#### TASK DESCRIPTION
The entries below are to be returned exactly. Include all of them.

▬▬▬▬▬▬

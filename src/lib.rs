//! Hourglass - A simple countdown timer widget served over HTTP
//!
//! This library provides the countdown state machine, the session state that
//! owns it, and the HTTP surface the widget page talks to.

pub mod api;
pub mod config;
pub mod error;
pub mod state;
pub mod tasks;
pub mod utils;
pub mod view;

// Re-export commonly used types
pub use api::create_router;
pub use config::Config;
pub use error::TimerError;
pub use state::{AppState, TimerState};
pub use utils::signals::shutdown_signal;
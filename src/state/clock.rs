//! Wall-clock sources

use std::{fmt::Debug, sync::Mutex};
use chrono::{DateTime, Duration, Utc};

/// Source of the current wall-clock time
pub trait Clock: Debug + Send + Sync {
    fn now(&self) -> DateTime<Utc>;
}

/// Clock backed by the system time
#[derive(Debug, Default, Clone, Copy)]
pub struct SystemClock;

impl Clock for SystemClock {
    fn now(&self) -> DateTime<Utc> {
        Utc::now()
    }
}

/// Clock that only moves when told to
#[derive(Debug)]
pub struct ManualClock {
    now: Mutex<DateTime<Utc>>,
}

impl ManualClock {
    pub fn new(start: DateTime<Utc>) -> Self {
        Self { now: Mutex::new(start) }
    }

    /// Move the clock forward by `by`
    pub fn advance(&self, by: Duration) {
        if let Ok(mut now) = self.now.lock() {
            *now += by;
        }
    }

    pub fn set(&self, to: DateTime<Utc>) {
        if let Ok(mut now) = self.now.lock() {
            *now = to;
        }
    }
}

impl Default for ManualClock {
    fn default() -> Self {
        Self::new(Utc::now())
    }
}

impl Clock for ManualClock {
    fn now(&self) -> DateTime<Utc> {
        match self.now.lock() {
            Ok(now) => *now,
            Err(poisoned) => *poisoned.into_inner(),
        }
    }
}
//! Configuration and CLI argument handling

use std::{path::PathBuf, time::Duration};
use clap::Parser;

use crate::state::duration::{MAX_MINUTES, MAX_SECONDS};

/// CLI argument parsing structure
#[derive(Parser, Debug)]
#[command(name = "hourglass")]
#[command(about = "A simple countdown timer widget served over HTTP")]
#[command(version)]
pub struct Config {
    /// Port to bind the server to
    #[arg(short, long, default_value = "8501")]
    pub port: u16,

    /// Host address to bind to
    #[arg(long, default_value = "127.0.0.1")]
    pub host: String,

    /// How often a running timer is recomputed, in milliseconds
    #[arg(long, default_value = "100", value_parser = clap::value_parser!(u64).range(10..=1000))]
    pub tick_interval_ms: u64,

    /// Minutes pre-filled in the widget
    #[arg(long, default_value = "0", value_parser = clap::value_parser!(u32).range(0..=MAX_MINUTES as i64))]
    pub default_minutes: u32,

    /// Seconds pre-filled in the widget
    #[arg(long, default_value = "30", value_parser = clap::value_parser!(u32).range(0..=MAX_SECONDS as i64))]
    pub default_seconds: u32,

    /// Sound file played by the page when the timer expires
    #[arg(long)]
    pub sound: Option<PathBuf>,

    /// Ring the terminal bell when the timer expires
    #[arg(long)]
    pub bell: bool,

    /// Enable verbose logging
    #[arg(short, long)]
    pub verbose: bool,
}

impl Config {
    /// Parse configuration from command line arguments
    pub fn parse() -> Self {
        Parser::parse()
    }

    /// Get the server address as a formatted string
    pub fn address(&self) -> String {
        format!("{}:{}", self.host, self.port)
    }

    /// Get the appropriate log level based on verbose flag
    pub fn log_level(&self) -> &'static str {
        if self.verbose { "debug" } else { "info" }
    }

    pub fn tick_interval(&self) -> Duration {
        Duration::from_millis(self.tick_interval_ms)
    }

    /// Settings handed to the widget page
    pub fn widget_settings(&self) -> WidgetSettings {
        WidgetSettings {
            default_minutes: self.default_minutes,
            default_seconds: self.default_seconds,
            sound: self.sound.clone(),
        }
    }
}

/// What the widget page needs from the configuration
#[derive(Debug, Clone, PartialEq, Eq)]
pub struct WidgetSettings {
    pub default_minutes: u32,
    pub default_seconds: u32,
    pub sound: Option<PathBuf>,
}

impl Default for WidgetSettings {
    fn default() -> Self {
        Self {
            default_minutes: 0,
            default_seconds: 30,
            sound: None,
        }
    }
}
//! Redraw ticker background task

use std::{sync::Arc, time::Duration};
use tokio::time::{interval, sleep, MissedTickBehavior};
use tracing::{debug, error, info};

use crate::state::{AppState, TimerPhase};

/// Background task that recomputes the remaining time while the timer runs.
/// The snapshot channel only wakes it up; whether to tick is decided by the
/// live timer, so a stale snapshot cannot keep it busy.
pub async fn ticker_task(state: Arc<AppState>) {
    info!("Starting ticker task ({}ms interval)", state.tick_interval.as_millis());

    let mut snapshot_rx = state.snapshot_tx.subscribe();

    loop {
        // Mark the current snapshot seen before reading the live phase, so a
        // transition after this point still wakes us
        let _ = snapshot_rx.borrow_and_update();

        match state.phase() {
            Ok(TimerPhase::Running) => {}
            Ok(_) => {
                // Wait for the next transition
                if snapshot_rx.changed().await.is_err() {
                    debug!("Snapshot channel closed, stopping ticker");
                    return;
                }
                continue;
            }
            Err(e) => {
                error!("Failed to read timer phase: {}", e);
                sleep(Duration::from_secs(1)).await;
                continue;
            }
        }

        debug!("Timer running, ticking");
        let mut ticks = interval(state.tick_interval);
        ticks.set_missed_tick_behavior(MissedTickBehavior::Skip);

        loop {
            ticks.tick().await;
            match state.tick() {
                Ok(snapshot) if snapshot.phase == TimerPhase::Running => {}
                Ok(snapshot) => {
                    debug!("Timer left running state: {:?}", snapshot.phase);
                    break;
                }
                Err(e) => {
                    error!("Failed to tick timer: {}", e);
                    // Wait a bit before retrying
                    sleep(Duration::from_secs(1)).await;
                    break;
                }
            }
        }
    }
}

#[cfg(test)]
mod tests {
    use super::*;
    use crate::state::ManualClock;
    use tokio::time::timeout;

    #[tokio::test]
    async fn ticker_drives_timer_to_expiry() {
        let clock = Arc::new(ManualClock::default());
        let state = Arc::new(AppState::new(
            8501,
            "127.0.0.1".to_string(),
            Duration::from_millis(5),
            clock.clone(),
        ));
        let mut expiries = state.subscribe_expiry();
        tokio::spawn(ticker_task(Arc::clone(&state)));

        state.start(30).unwrap();
        clock.advance(chrono::Duration::seconds(31));

        let event = timeout(Duration::from_secs(2), expiries.recv())
            .await
            .expect("expiry within timeout")
            .unwrap();
        assert_eq!(event.total_seconds, 30);

        let snapshot = state.snapshot().unwrap();
        assert_eq!(snapshot.phase, TimerPhase::Idle);
        assert!(snapshot.expired_notified);

        // Further ticks must not notify again
        tokio::time::sleep(Duration::from_millis(30)).await;
        assert!(expiries.try_recv().is_err());
    }

    #[tokio::test]
    async fn ticker_keeps_counting_after_resume() {
        let clock = Arc::new(ManualClock::default());
        let state = Arc::new(AppState::new(
            8501,
            "127.0.0.1".to_string(),
            Duration::from_millis(5),
            clock.clone(),
        ));
        tokio::spawn(ticker_task(Arc::clone(&state)));

        state.start(60).unwrap();
        state.pause().unwrap();
        clock.advance(chrono::Duration::seconds(120));
        state.resume().unwrap();

        tokio::time::sleep(Duration::from_millis(30)).await;
        let snapshot = state.snapshot().unwrap();
        assert_eq!(snapshot.phase, TimerPhase::Running);
        assert_eq!(snapshot.remaining_seconds, 60.0);
    }
}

▬▬▬▬▬▬

#### YOUR RESPONSE
filename src/lib.rs
//! Hourglass - A simple countdown timer widget served over HTTP
//!
//! This library provides the countdown state machine, the session state that
//! owns it, and the HTTP surface the widget page talks to.

pub mod api;
pub mod config;
pub mod error;
pub mod state;
pub mod tasks;
pub mod utils;
pub mod view;

// Re-export commonly used types
pub use api::create_router;
pub use config::Config;
pub use error::TimerError;
pub use state::{AppState, TimerState};
pub use utils::signals::shutdown_signal;
filename src/state/clock.rs
//! Wall-clock sources

use std::{fmt::Debug, sync::Mutex};
use chrono::{DateTime, Duration, Utc};

/// Source of the current wall-clock time
pub trait Clock: Debug + Send + Sync {
    fn now(&self) -> DateTime<Utc>;
}

/// Clock backed by the system time
#[derive(Debug, Default, Clone, Copy)]
pub struct SystemClock;

impl Clock for SystemClock {
    fn now(&self) -> DateTime<Utc> {
        Utc::now()
    }
}

/// Clock that only moves when told to
#[derive(Debug)]
pub struct ManualClock {
    now: Mutex<DateTime<Utc>>,
}

impl ManualClock {
    pub fn new(start: DateTime<Utc>) -> Self {
        Self { now: Mutex::new(start) }
    }

    /// Move the clock forward by `by`
    pub fn advance(&self, by: Duration) {
        if let Ok(mut now) = self.now.lock() {
            *now += by;
        }
    }

    pub fn set(&self, to: DateTime<Utc>) {
        if let Ok(mut now) = self.now.lock() {
            *now = to;
        }
    }
}

impl Default for ManualClock {
    fn default() -> Self {
        Self::new(Utc::now())
    }
}

impl Clock for ManualClock {
    fn now(&self) -> DateTime<Utc> {
        match self.now.lock() {
            Ok(now) => *now,
            Err(poisoned) => *poisoned.into_inner(),
        }
    }
}
//! Configuration and CLI argument handling

use std::{path::PathBuf, time::Duration};
use clap::Parser;

use crate::state::duration::{MAX_MINUTES, MAX_SECONDS};

/// CLI argument parsing structure
#[derive(Parser, Debug)]
#[command(name = "hourglass")]
#[command(about = "A simple countdown timer widget served over HTTP")]
#[command(version)]
pub struct Config {
    /// Port to bind the server to
    #[arg(short, long, default_value = "8501")]
    pub port: u16,

    /// Host address to bind to
    #[arg(long, default_value = "127.0.0.1")]
    pub host: String,

    /// How often a running timer is recomputed, in milliseconds
    #[arg(long, default_value = "100", value_parser = clap::value_parser!(u64).range(10..=1000))]
    pub tick_interval_ms: u64,

    /// Minutes pre-filled in the widget
    #[arg(long, default_value = "0", value_parser = clap::value_parser!(u32).range(0..=MAX_MINUTES as i64))]
    pub default_minutes: u32,

    /// Seconds pre-filled in the widget
    #[arg(long, default_value = "30", value_parser = clap::value_parser!(u32).range(0..=MAX_SECONDS as i64))]
    pub default_seconds: u32,

    /// Sound file played by the page when the timer expires
    #[arg(long)]
    pub sound: Option<PathBuf>,

    /// Ring the terminal bell when the timer expires
    #[arg(long)]
    pub bell: bool,

    /// Enable verbose logging
    #[arg(short, long)]
    pub verbose: bool,
}

impl Config {
    /// Parse configuration from command line arguments
    pub fn parse() -> Self {
        Parser::parse()
    }

    /// Get the server address as a formatted string
    pub fn address(&self) -> String {
        format!("{}:{}", self.host, self.port)
    }

    /// Get the appropriate log level based on verbose flag
    pub fn log_level(&self) -> &'static str {
        if self.verbose { "debug" } else { "info" }
    }

    pub fn tick_interval(&self) -> Duration {
        Duration::from_millis(self.tick_interval_ms)
    }

    /// Settings handed to the widget page
    pub fn widget_settings(&self) -> WidgetSettings {
        WidgetSettings {
            default_minutes: self.default_minutes,
            default_seconds: self.default_seconds,
            sound: self.sound.clone(),
        }
    }
}

/// What the widget page needs from the configuration
#[derive(Debug, Clone, PartialEq, Eq)]
pub struct WidgetSettings {
    pub default_minutes: u32,
    pub default_seconds: u32,
    pub sound: Option<PathBuf>,
}

impl Default for WidgetSettings {
    fn default() -> Self {
        Self {
            default_minutes: 0,
            default_seconds: 30,
            sound: None,
        }
    }
}
//! Redraw ticker background task

use std::{sync::Arc, time::Duration};
use tokio::time::{interval, sleep, MissedTickBehavior};
use tracing::{debug, error, info};

use crate::state::{AppState, TimerPhase};

/// Background task that recomputes the remaining time while the timer runs.
/// The snapshot channel only wakes it up; whether to tick is decided by the
/// live timer, so a stale snapshot cannot keep it busy.
pub async fn ticker_task(state: Arc<AppState>) {
    info!("Starting ticker task ({}ms interval)", state.tick_interval.as_millis());

    let mut snapshot_rx = state.snapshot_tx.subscribe();

    loop {
        // Mark the current snapshot seen before reading the live phase, so a
        // transition after this point still wakes us
        let _ = snapshot_rx.borrow_and_update();

        match state.phase() {
            Ok(TimerPhase::Running) => {}
            Ok(_) => {
                // Wait for the next transition
                if snapshot_rx.changed().await.is_err() {
                    debug!("Snapshot channel closed, stopping ticker");
                    return;
                }
                continue;
            }
            Err(e) => {
                error!("Failed to read timer phase: {}", e);
                sleep(Duration::from_secs(1)).await;
                continue;
            }
        }

        debug!("Timer running, ticking");
        let mut ticks = interval(state.tick_interval);
        ticks.set_missed_tick_behavior(MissedTickBehavior::Skip);

        loop {
            ticks.tick().await;
            match state.tick() {
                Ok(snapshot) if snapshot.phase == TimerPhase::Running => {}
                Ok(snapshot) => {
                    debug!("Timer left running state: {:?}", snapshot.phase);
                    break;
                }
                Err(e) => {
                    error!("Failed to tick timer: {}", e);
                    // Wait a bit before retrying
                    sleep(Duration::from_secs(1)).await;
                    break;
                }
            }
        }
    }
}

#[cfg(test)]
mod tests {
    use super::*;
    use crate::state::ManualClock;
    use tokio::time::timeout;

    #[tokio::test]
    async fn ticker_drives_timer_to_expiry() {
        let clock = Arc::new(ManualClock::default());
        let state = Arc::new(AppState::new(
            8501,
            "127.0.0.1".to_string(),
            Duration::from_millis(5),
            clock.clone(),
        ));
        let mut expiries = state.subscribe_expiry();
        tokio::spawn(ticker_task(Arc::clone(&state)));

        state.start(30).unwrap();
        clock.advance(chrono::Duration::seconds(31));

        let event = timeout(Duration::from_secs(2), expiries.recv())
            .await
            .expect("expiry within timeout")
            .unwrap();
        assert_eq!(event.total_seconds, 30);

        let snapshot = state.snapshot().unwrap();
        assert_eq!(snapshot.phase, TimerPhase::Idle);
        assert!(snapshot.expired_notified);

        // Further ticks must not notify again
        tokio::time::sleep(Duration::from_millis(30)).await;
        assert!(expiries.try_recv().is_err());
    }

    #[tokio::test]
    async fn ticker_keeps_counting_after_resume() {
        let clock = Arc::new(ManualClock::default());
        let state = Arc::new(AppState::new(
            8501,
            "127.0.0.1".to_string(),
            Duration::from_millis(5),
            clock.clone(),
        ));
        tokio::spawn(ticker_task(Arc::clone(&state)));

        state.start(60).unwrap();
        state.pause().unwrap();
        clock.advance(chrono::Duration::seconds(120));
        state.resume().unwrap();

        tokio::time::sleep(Duration::from_millis(30)).await;
        let snapshot = state.snapshot().unwrap();
        assert_eq!(snapshot.phase, TimerPhase::Running);
        assert_eq!(snapshot.remaining_seconds, 60.0);
    }
}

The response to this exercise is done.